■ **Input for this task**:
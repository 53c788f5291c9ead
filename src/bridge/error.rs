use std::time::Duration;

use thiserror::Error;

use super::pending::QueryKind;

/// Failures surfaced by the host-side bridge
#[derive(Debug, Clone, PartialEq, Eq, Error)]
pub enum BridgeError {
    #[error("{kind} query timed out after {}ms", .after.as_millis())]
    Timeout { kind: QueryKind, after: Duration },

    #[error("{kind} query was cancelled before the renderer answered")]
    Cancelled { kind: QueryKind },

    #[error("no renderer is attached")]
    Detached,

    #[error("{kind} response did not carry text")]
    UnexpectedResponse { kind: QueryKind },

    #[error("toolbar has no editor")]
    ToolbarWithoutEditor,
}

---

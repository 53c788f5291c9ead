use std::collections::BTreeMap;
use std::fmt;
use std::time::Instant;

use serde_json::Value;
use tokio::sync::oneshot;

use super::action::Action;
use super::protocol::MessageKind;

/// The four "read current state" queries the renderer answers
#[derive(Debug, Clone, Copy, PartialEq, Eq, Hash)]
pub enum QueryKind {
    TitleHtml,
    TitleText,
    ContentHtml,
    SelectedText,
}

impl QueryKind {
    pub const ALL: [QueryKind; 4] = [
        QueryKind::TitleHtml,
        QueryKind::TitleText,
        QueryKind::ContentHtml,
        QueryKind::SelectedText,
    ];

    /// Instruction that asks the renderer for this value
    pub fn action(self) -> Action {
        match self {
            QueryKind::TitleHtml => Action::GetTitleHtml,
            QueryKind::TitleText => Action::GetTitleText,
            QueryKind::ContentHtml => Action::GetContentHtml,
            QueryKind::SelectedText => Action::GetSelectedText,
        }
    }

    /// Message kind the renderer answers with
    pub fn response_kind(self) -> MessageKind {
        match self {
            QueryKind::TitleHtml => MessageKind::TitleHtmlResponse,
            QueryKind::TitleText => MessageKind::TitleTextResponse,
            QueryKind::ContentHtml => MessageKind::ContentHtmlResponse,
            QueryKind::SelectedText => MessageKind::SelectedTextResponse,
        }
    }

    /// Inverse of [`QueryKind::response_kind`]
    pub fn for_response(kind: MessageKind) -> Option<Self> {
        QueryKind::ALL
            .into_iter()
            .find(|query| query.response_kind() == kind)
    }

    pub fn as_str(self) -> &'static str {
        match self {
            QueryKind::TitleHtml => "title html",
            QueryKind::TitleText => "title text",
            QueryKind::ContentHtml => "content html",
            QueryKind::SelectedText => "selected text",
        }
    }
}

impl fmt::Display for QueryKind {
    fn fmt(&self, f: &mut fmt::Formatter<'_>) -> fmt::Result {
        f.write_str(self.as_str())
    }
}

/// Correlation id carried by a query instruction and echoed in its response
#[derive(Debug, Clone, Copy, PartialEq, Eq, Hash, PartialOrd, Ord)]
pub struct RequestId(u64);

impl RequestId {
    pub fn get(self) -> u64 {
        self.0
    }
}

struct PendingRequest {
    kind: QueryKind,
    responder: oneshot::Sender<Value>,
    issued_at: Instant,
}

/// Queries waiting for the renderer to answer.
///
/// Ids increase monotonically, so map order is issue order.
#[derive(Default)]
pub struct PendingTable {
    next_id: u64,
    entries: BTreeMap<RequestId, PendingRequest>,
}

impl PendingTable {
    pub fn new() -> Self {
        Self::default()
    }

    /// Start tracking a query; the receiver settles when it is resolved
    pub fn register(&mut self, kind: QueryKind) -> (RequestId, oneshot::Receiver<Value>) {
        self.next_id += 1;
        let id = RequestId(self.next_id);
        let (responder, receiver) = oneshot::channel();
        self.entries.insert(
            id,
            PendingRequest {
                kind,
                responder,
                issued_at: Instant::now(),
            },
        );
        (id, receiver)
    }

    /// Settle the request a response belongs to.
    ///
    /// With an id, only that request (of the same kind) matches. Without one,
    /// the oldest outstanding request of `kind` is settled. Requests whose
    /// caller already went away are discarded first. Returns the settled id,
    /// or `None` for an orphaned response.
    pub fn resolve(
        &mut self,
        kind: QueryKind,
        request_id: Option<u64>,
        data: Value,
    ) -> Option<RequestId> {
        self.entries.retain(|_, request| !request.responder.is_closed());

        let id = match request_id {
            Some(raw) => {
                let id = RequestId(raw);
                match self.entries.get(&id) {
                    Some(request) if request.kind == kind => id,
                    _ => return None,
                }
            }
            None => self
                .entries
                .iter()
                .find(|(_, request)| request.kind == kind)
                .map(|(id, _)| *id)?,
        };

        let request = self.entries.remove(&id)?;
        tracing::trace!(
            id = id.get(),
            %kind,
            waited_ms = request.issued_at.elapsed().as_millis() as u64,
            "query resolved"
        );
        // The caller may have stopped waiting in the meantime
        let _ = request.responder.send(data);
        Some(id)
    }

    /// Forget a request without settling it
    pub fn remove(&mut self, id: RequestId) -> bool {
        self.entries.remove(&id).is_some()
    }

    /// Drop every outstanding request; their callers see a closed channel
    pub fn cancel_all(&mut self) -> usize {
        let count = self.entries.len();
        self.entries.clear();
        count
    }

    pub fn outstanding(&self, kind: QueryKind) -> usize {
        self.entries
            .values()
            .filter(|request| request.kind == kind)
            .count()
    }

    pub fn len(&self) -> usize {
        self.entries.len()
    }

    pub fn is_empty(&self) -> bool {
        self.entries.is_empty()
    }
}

■ **Your task**:
From the entries, copy every line in which the word "usize" occurs.

■ **Solution to the exercise**:
    pub fn cancel_all(&mut self) -> usize {
    pub fn outstanding(&self, kind: QueryKind) -> usize {
    pub fn len(&self) -> usize {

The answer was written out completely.